E-Bikes – Ladengeschäfte und persönliche Empfehlungen sind kaufentscheidend

Der GfK E-Bike Monitor 2021 beleuchtet, wie sich potenzielle Käufer von E-Bikes in Deutschland, Belgien und den Niederlanden informieren und über welche Stationen sie ihre Customer Journey führt. Die aktuellen Daten zeigen, dass persönliche Empfehlungen eine wichtige Informationsquelle sind und Ladengeschäfte nach wie vor einen wichtigen Teil des Kauferlebnisses ausmachen.

E-Bikes – Ladengeschäfte und persönliche Empfehlungen sind kaufentscheidend. pixabay.com ©firebladeguy (Creative Commons CC0)

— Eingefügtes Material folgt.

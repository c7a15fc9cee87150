//! Game phases.
//!
//! The duel moves through three regions: waiting for the tie-break,
//! alternating turns, and game over. Turn alternation is encoded in the
//! `Turn` payload rather than a separate flag, so an impossible state
//! ("game over but still someone's turn") cannot be represented.

use serde::{Deserialize, Serialize};

use crate::core::PlayerId;

/// Where the duel currently stands.
#[derive(Clone, Copy, Debug, PartialEq, Eq, Serialize, Deserialize)]
pub enum Phase {
    /// No game running; a reset request starts the tie-break.
    AwaitingFirstRoll,
    /// The named player may roll or gamble.
    Turn(PlayerId),
    /// The named player reached the threshold. Turn-taking has stopped.
    GameOver(PlayerId),
}

impl Phase {
    /// Whose turn it is, if the duel is mid-game.
    #[must_use]
    pub const fn active_player(self) -> Option<PlayerId> {
        match self {
            Phase::Turn(player) => Some(player),
            _ => None,
        }
    }

    /// The winner, if the duel has ended.
    #[must_use]
    pub const fn winner(self) -> Option<PlayerId> {
        match self {
            Phase::GameOver(player) => Some(player),
            _ => None,
        }
    }

    /// Whether the duel has ended.
    #[must_use]
    pub const fn is_over(self) -> bool {
        matches!(self, Phase::GameOver(_))
    }
}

E-Bikes erfreuen sich großer Beliebtheit: Im Durchschnitt werden in Deutschland 40 Kilometer, in den Niederlanden 43 Kilometer und in Belgien 41 Kilometer pro Woche mit einem E-Bike gefahren. Doch die Preise für E-Fahrräder sind in Deutschland durchschnittlich um 12 Prozent gegenüber dem Vorjahr gestiegen.

Von dem Kauf eines E-Bikes informieren die Kunden sich umfassend. Dabei nutzen sie verschiedene Informationskanäle. Etwa 40 Prozent der Deutschen holen Informationen bei Freunden, Angehörigen und Bekannten ein. Diese sind damit die am häufigsten genutzte Informationsquelle. Darauf folgen die Beratung in physischen Geschäften (35 Prozent) sowie das Internet (34 Prozent).

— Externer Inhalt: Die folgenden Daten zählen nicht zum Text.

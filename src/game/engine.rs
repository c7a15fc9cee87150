//! The duel engine.
//!
//! `DiceDuel` owns both players, the current phase, the roll source, and
//! the turn transcript. It accepts the three requests from the frontend
//! (`roll`, `double or nothing`, `reset`) and narrates every transition to
//! the injected [`GameView`].
//!
//! ## Tie-break
//!
//! A reset runs the whole tie-break synchronously: both players roll until
//! the rolls differ, the higher roller starts. The view is notified of each
//! re-roll and may pause between them for pacing, but no other request can
//! interleave: by the time `request_reset` returns, the duel is already in
//! the starter's turn.

use thiserror::Error;

use crate::core::{
    Action, GameConfig, GameRng, Player, PlayerId, PlayerPair, RollSource, TurnRecord,
};
use crate::view::GameView;

use super::phase::Phase;

/// A request that the current phase does not permit.
#[derive(Clone, Copy, Debug, Error, PartialEq, Eq)]
pub enum GameError {
    #[error("{action:?} is not legal in {phase:?}")]
    IllegalAction { action: Action, phase: Phase },
}

/// Builder for a [`DiceDuel`].
///
/// ## Example
///
/// ```
/// use dice_duel::{DiceDuelBuilder, NullView, Phase};
///
/// let mut duel = DiceDuelBuilder::new().win_threshold(30).build(42);
/// duel.request_reset(&mut NullView);
/// assert!(matches!(duel.phase(), Phase::Turn(_)));
/// ```
#[derive(Clone, Debug, Default)]
pub struct DiceDuelBuilder {
    config: GameConfig,
}

impl DiceDuelBuilder {
    #[must_use]
    pub fn new() -> Self {
        Self::default()
    }

    /// Score needed to win. Default 20.
    #[must_use]
    pub fn win_threshold(mut self, threshold: u32) -> Self {
        self.config.win_threshold = threshold;
        self
    }

    /// Faces on the die. Default 6.
    #[must_use]
    pub fn die_sides(mut self, sides: u8) -> Self {
        self.config.die_sides = sides;
        self
    }

    /// Probability that a gamble doubles instead of busting. Default 0.5.
    #[must_use]
    pub fn gamble_odds(mut self, odds: f64) -> Self {
        self.config.gamble_odds = odds;
        self
    }

    /// Build with the default seeded RNG.
    #[must_use]
    pub fn build(self, seed: u64) -> DiceDuel {
        self.build_with_rolls(Box::new(GameRng::new(seed)))
    }

    /// Build with an injected roll source (scripted tests, replays).
    #[must_use]
    pub fn build_with_rolls(self, rolls: Box<dyn RollSource>) -> DiceDuel {
        self.config.validate();
        DiceDuel {
            config: self.config,
            phase: Phase::AwaitingFirstRoll,
            players: PlayerPair::new(|_| Player::new()),
            rolls,
            history: Vec::new(),
            next_turn: 1,
        }
    }
}

/// The two-player duel state machine.
pub struct DiceDuel {
    config: GameConfig,
    phase: Phase,
    players: PlayerPair<Player>,
    rolls: Box<dyn RollSource>,
    history: Vec<TurnRecord>,
    next_turn: u32,
}

impl DiceDuel {
    /// Current phase.
    #[must_use]
    pub fn phase(&self) -> Phase {
        self.phase
    }

    /// The winner, if the duel has ended.
    #[must_use]
    pub fn winner(&self) -> Option<PlayerId> {
        self.phase.winner()
    }

    /// Read a player's state.
    #[must_use]
    pub fn player(&self, id: PlayerId) -> &Player {
        &self.players[id]
    }

    /// The rule parameters this duel was built with.
    #[must_use]
    pub fn config(&self) -> &GameConfig {
        &self.config
    }

    /// Every scoring turn since the last reset, in order.
    #[must_use]
    pub fn history(&self) -> &[TurnRecord] {
        &self.history
    }

    /// The requests the current phase accepts.
    ///
    /// Frontends should offer exactly these; anything else would be
    /// rejected by the request methods anyway.
    #[must_use]
    pub fn legal_actions(&self) -> Vec<Action> {
        match self.phase {
            Phase::Turn(_) => vec![Action::Roll, Action::DoubleOrNothing, Action::Reset],
            Phase::AwaitingFirstRoll | Phase::GameOver(_) => vec![Action::Reset],
        }
    }

    /// Roll the die for the active player.
    pub fn request_roll(&mut self, view: &mut dyn GameView) -> Result<(), GameError> {
        self.take_turn(Action::Roll, view)
    }

    /// Gamble the active player's roll: double it or score nothing.
    pub fn request_double_or_nothing(&mut self, view: &mut dyn GameView) -> Result<(), GameError> {
        self.take_turn(Action::DoubleOrNothing, view)
    }

    fn take_turn(&mut self, action: Action, view: &mut dyn GameView) -> Result<(), GameError> {
        let Phase::Turn(active) = self.phase else {
            return Err(GameError::IllegalAction {
                action,
                phase: self.phase,
            });
        };

        let gamble = action == Action::DoubleOrNothing;
        let roll = self.players[active].roll_for_turn(self.rolls.as_mut(), &self.config, gamble);
        let score = self.players[active].score();

        self.history.push(TurnRecord {
            turn: self.next_turn,
            player: active,
            action,
            roll,
            score_after: score,
        });
        self.next_turn += 1;

        log::debug!("{active} rolled {roll:?}, score {score}");
        view.render(active, Some(roll), score);

        if score >= self.config.win_threshold {
            self.phase = Phase::GameOver(active);
            view.set_active(None);
            view.set_message(&format!("{active} wins!"));
            log::info!("{active} wins with {score}");
        } else {
            let next = active.opponent();
            self.phase = Phase::Turn(next);
            view.set_active(Some(next));
            view.set_message(&format!("{next}'s turn"));
        }

        Ok(())
    }

    /// Restart the duel from any phase.
    ///
    /// Clears both players, runs the tie-break to completion, and leaves
    /// the duel in the starter's turn. Total: never fails.
    pub fn request_reset(&mut self, view: &mut dyn GameView) {
        for id in PlayerId::both() {
            self.players[id].reset();
        }
        self.history.clear();
        self.next_turn = 1;
        self.phase = Phase::AwaitingFirstRoll;

        view.reset();
        view.set_active(None);
        view.set_message("Player with the higher roll goes first");

        let starter = self.run_tie_break(view);

        view.set_active(Some(starter));
        view.set_message(&format!("{starter} goes first"));
        view.pacing_pause();

        // The tie-break rolls are display-only; clear them before play.
        for id in PlayerId::both() {
            self.players[id].clear_roll();
            view.render(id, None, self.players[id].score());
        }

        self.phase = Phase::Turn(starter);
        view.set_message(&format!("{starter}'s turn"));
        log::info!("{starter} goes first");
    }

    /// Both players roll until the rolls differ; returns the higher roller.
    fn run_tie_break(&mut self, view: &mut dyn GameView) -> PlayerId {
        loop {
            let one = self.players[PlayerId::One].roll_die(self.rolls.as_mut(), self.config.die_sides);
            let two = self.players[PlayerId::Two].roll_die(self.rolls.as_mut(), self.config.die_sides);

            for id in PlayerId::both() {
                view.render(id, self.players[id].last_roll(), self.players[id].score());
            }

            if one != two {
                return if one > two { PlayerId::One } else { PlayerId::Two };
            }

            log::debug!("tie-break: both rolled {one}, rolling again");
            view.set_message("Equal rolls! Both players roll again");
            view.pacing_pause();
        }
    }
}

impl std::fmt::Debug for DiceDuel {
    fn fmt(&self, f: &mut std::fmt::Formatter<'_>) -> std::fmt::Result {
        f.debug_struct("DiceDuel")
            .field("config", &self.config)
            .field("phase", &self.phase)
            .field("players", &self.players)
            .field("history", &self.history)
            .finish_non_exhaustive()
    }
}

Für E-Bike-Käufer gehört die Probefahrt dazu

Beim Kauf eines E-Bikes ist eine Probefahrt sehr wichtig. Etwa 90 Prozent der Käufer, die ein physisches Ladengeschäft aufsuchen, unternehmen eine Probefahrt. Das zeigt, dass Ladengeschäfte neben den zahlreichen anderen Informationskanälen nach wie vor eine wichtige Informationsquelle bleiben. Während in Deutschland und Belgien eine breite Palette von Informationsquellen genutzt wird, stehen Ladengeschäfte in den Niederlanden an erster Stelle für die Orientierung der Käufer. In allen drei Ländern suchen Kunden Ladengeschäfte hauptsächlich auf, um das E-Bike auf einer Probefahrt auszuprobieren. In Deutschland unternehmen 57 Prozent der Käufer eine Testfahrt vor dem Kauf, in den Niederlanden sogar mehr als 90 Prozent.

Für Hersteller und Händler bleiben physische Ladengeschäfte daher ein wichtiger Kanal für den Einkaufprozess („Customer Journey“). Auffällig sind die deutlichen Unterschiede bei den Altersgruppen der Kunden und bei der Customer Journey. So testen beispielsweise 82 Prozent der jungen E-Bike-Käufer (18-24 Jahre) ihr Fahrrad vor dem Kauf, während unter älteren Käufergruppen nur ungefähr 50 Prozent eine Testfahrt tätigten. Weitere Informationen u.a. zu einzelnen Altersgruppen, Unterschieden in den Zielgruppen sowie zur Customer Journey bei der Anschaffung eines E-Bikes finden sich im GfK E-Bike Monitor 2021.